Images: 
Total Rating: 
****
Previews: 
May 1, 2015
Opened: 
May 25, 2015
Ended: 
October 11, 2015
Country: 
Canada
State: 
Ontario
City: 
Stratford
Company/Producers: 
Stratford Festival of Canada
Theater Type: 
International; Festival
Theater: 
Stratford Festival - Festival Theater
Theater Address: 
55 Queen Street
Phone: 
800-567-1600
Website: 
stratfordfestival.ca
Genre: 
Tragedy
Author: 
William Shakespeare
Director: 
Antoni Cimolino
Choreographer: 
Shona Morris
Review: 

Short of doing a tedious textual exegesis or a pedantic comparison of specific lines and scenes, it’s difficult to review another Hamlet after seeing so many of them. We need and want to see more performances of great classic works like Hamlet or “Beethoven’s Ninth Symphony,” or “The Sleeping Beauty” ballet; they should be kept alive. But way past the twentieth one, I tend to give up on ranking the performance and try to describe its virtues and compare its parts to the same parts in previous interpretations. That’s about the best I can do with Stratford’s latest first-rate Hamlet,directed by its great Artistic Director Antoni Cimolino and starring Jonathan Goad.

Goad is at least the eighth distinguished Hamlet at Canada’s great Stratford Festival and lives up to the distinction. His tortured prince is quick-witted and even amusing, very natural and believable in his rapid shifts of mood and manner, likable, genuinely young and virile and effortlessly commands our concentrated attention. But he is tragic only in death and, though very much alive, not necessarily knowable.

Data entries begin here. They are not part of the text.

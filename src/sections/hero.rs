// src/sections/hero.rs
use yew::prelude::*;

use super::ScrollProps;
use crate::content::{CLUB_NAME, LOGO_SRC, TAGLINE};
use crate::motion::{parallax_offset, Motion, PRESETS};

/// Scattered dots tiled behind the hero, as an SVG path.
const PATTERN_PATH: &str = "M11 18c3.866 0 7-3.134 7-7s-3.134-7-7-7-7 3.134-7 7 3.134 7 7 7zm48 25c3.866 0 7-3.134 7-7s-3.134-7-7-7-7 3.134-7 7 3.134 7 7 7zm-43-7c1.657 0 3-1.343 3-3s-.895-3-2-3-3 1.343-3 3 1.343 3 3 3zm63 31c1.657 0 3-1.343 3-3s-.895-3-2-3-3 1.343-3 3 1.343 3 3 3zM34 90c1.657 0 3-1.343 3-3s-.895-3-2-3-3 1.343-3 3 1.343 3 3 3zm56-76c1.657 0 3-1.343 3-3s-.895-3-2-3-3 1.343-3 3 1.343 3 3 3zM12 86c2.21 0 4-1.79 4-4s-1.79-4-4-4-4 1.79-4 4 1.79 4 4 4zm28-65c2.21 0 4-1.79 4-4s-1.79-4-4-4-4 1.79-4 4 1.79 4 4 4zm23-11c2.76 0 5-2.24 5-5s-2.24-5-5-5-5 2.24-5 5 2.24 5 5 5zm-6 60c2.21 0 4-1.79 4-4s-1.79-4-4-4-4 1.79-4 4 1.79 4 4 4zm29 22c2.76 0 5-2.24 5-5s-2.24-5-5-5-5 2.24-5 5 2.24 5 5 5zM32 63c2.76 0 5-2.24 5-5s-2.24-5-5-5-5 2.24-5 5 2.24 5 5 5zm57-13c2.76 0 5-2.24 5-5s-2.24-5-5-5-5 2.24-5 5 2.24 5 5 5zm-9-21c1.105 0 2-.895 2-2s-.895-2-2-2-2 .895-2 2 .895 2 2 2zM60 91c1.105 0 2-.895 2-2s-.895-2-2-2-2 .895-2 2 .895 2 2 2zM35 41c1.105 0 2-.895 2-2s-.895-2-2-2-2 .895-2 2 .895 2 2 2zM12 60c1.105 0 2-.895 2-2s-.895-2-2-2-2 .895-2 2 .895 2 2 2z";

fn pattern_background() -> String {
    format!(
        "background-image: url(\"data:image/svg+xml,%3Csvg width='100' height='100' viewBox='0 0 100 100' xmlns='http://www.w3.org/2000/svg'%3E%3Cpath d='{PATTERN_PATH}' fill='%23ffffff' fill-opacity='0.1' fill-rule='evenodd'/%3E%3C/svg%3E\");"
    )
}

#[function_component(Hero)]
pub fn hero(props: &ScrollProps) -> Html {
    let parallax = PRESETS.parallax;
    let background = format!(
        "background-position: {}px 0px;",
        parallax_offset(props.scroll_y, parallax.hero_background)
    );
    let layer = format!(
        "{}transform: translateY({}px);",
        pattern_background(),
        parallax_offset(props.scroll_y, parallax.hero_layer)
    );

    html! {
        <section
            id="hero"
            class="bg-gradient-to-r from-green-600 to-yellow-400 text-white py-20 px-4 mt-16 relative overflow-hidden"
            style={background}
        >
            <div class="absolute inset-0 opacity-20" style={layer} />
            <div class="container mx-auto flex flex-col md:flex-row items-center justify-between">
                <div class="md:w-1/2 text-center md:text-left mb-8 md:mb-0">
                    <Motion tag="h1" class="text-5xl md:text-6xl font-bold mb-4" entrance={&PRESETS.fade_in}>
                        { CLUB_NAME }
                    </Motion>
                    <Motion tag="p" class="text-xl mb-8" entrance={&PRESETS.lead}>
                        { TAGLINE }
                    </Motion>
                </div>
                <div class="md:w-1/2 flex justify-center">
                    <Motion
                        class="relative"
                        entrance={&PRESETS.logo}
                        gestures={&PRESETS.logo_gestures}
                    >
                        <img src={LOGO_SRC} alt="JLM Mundiapolis Logo" class="w-64 h-64 object-contain" />
                        <Motion class="absolute inset-0" looping={PRESETS.spin}>
                            <div class="w-full h-full opacity-0">{ "Animation overlay" }</div>
                        </Motion>
                    </Motion>
                </div>
            </div>
        </section>
    }
}

#[cfg(test)]
mod tests {
    use super::*;

    #[test]
    fn pattern_draws_seventeen_closed_dots() {
        assert_eq!(PATTERN_PATH.matches('z').count(), 17);
        assert_eq!(PATTERN_PATH.matches(['m', 'M']).count(), 17);
        assert!(PATTERN_PATH.ends_with("M12 60c1.105 0 2-.895 2-2s-.895-2-2-2-2 .895-2 2 .895 2 2 2z"));
    }

    #[test]
    fn dot_radii_use_two_decimal_coordinates() {
        assert!(!PATTERN_PATH.contains("1.790"));
        assert_eq!(PATTERN_PATH.matches("4-1.79").count(), 3);
    }

    #[test]
    fn background_embeds_the_path_once() {
        let css = pattern_background();
        assert!(css.starts_with("background-image: url(\"data:image/svg+xml,"));
        assert!(css.ends_with("%3C/svg%3E\");"));
        assert_eq!(css.matches(PATTERN_PATH).count(), 1);
    }
}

Director Cimolino has proclaimed this season to be an examination of “discovery” and his remarkably completely realized Hamlet is lucid and stunning in its varied discoveries. But I’m not sure that we are finally allowed to discover just who and what this Prince Hamlet is. His death is mournful, but neither heartbreaking nor shocking.

Seanna McKenna’s superb Queen Gertrude somehow avoids all the extremes of other Gertrudes I’ve seen while encompassing most of their varied qualities: aware of her seeming infidelity in her rapid acceptance of a new husband, yet genuinely in his thrall, motherly yet aloof, and, in the end, almost heroically asserting her independent selfhood.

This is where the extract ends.